■ Problem description ■
Below are entries to examine: work out how many lines contain the word "Deserialize", and give only that number.

[Stored items]
[Start of section]
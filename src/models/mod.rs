//! Core data models for Northwind Reports
//!
//! This module contains the read-only entities of the sales dataset:
//! customers, orders and their lines, the product catalog, employees and
//! shippers, plus the value types (ids, money, months) they are built from.

pub mod customer;
pub mod employee;
pub mod ids;
pub mod money;
pub mod order;
pub mod period;
pub mod product;

pub use customer::Customer;
pub use employee::{Employee, Shipper};
pub use ids::{CategoryId, CustomerId, EmployeeId, OrderId, ProductId, ShipperId, SupplierId};
pub use money::{round2, Money};
pub use order::{Order, OrderLine};
pub use period::YearMonth;
pub use product::{Category, Product, Supplier};
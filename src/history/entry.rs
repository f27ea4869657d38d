//! Run history entry

use chrono::{DateTime, Utc};
use serde::{Deserialize, Serialize};

/// One completed report run
#[derive(Debug, Clone, PartialEq, Serialize, Deserialize)]
pub struct RunEntry {
    pub run_at: DateTime<Utc>,

    /// Report name, e.g. `top-customers`
    pub report: String,

    /// Rows the report produced
    pub rows: usize,

    /// Dataset the report ran over
    pub dataset: String,

    pub elapsed_ms: u64,
}

impl RunEntry {
    /// An entry stamped with the current time
    pub fn new(
        report: impl Into<String>,
        rows: usize,
        dataset: impl Into<String>,
        elapsed_ms: u64,
    ) -> Self {
        Self {
            run_at: Utc::now(),
            report: report.into(),
            rows,
            dataset: dataset.into(),
            elapsed_ms,
        }
    }

    /// Format as a single human-readable line
    pub fn format_human_readable(&self) -> String {
        format!(
            "{} {:<20} {:>5} rows {:>6} ms  {}",
            self.run_at.format("%Y-%m-%d %H:%M:%S"),
            self.report,
            self.rows,
            self.elapsed_ms,
            self.dataset
        )
    }
}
[End of section]
■ Expected answer ■
2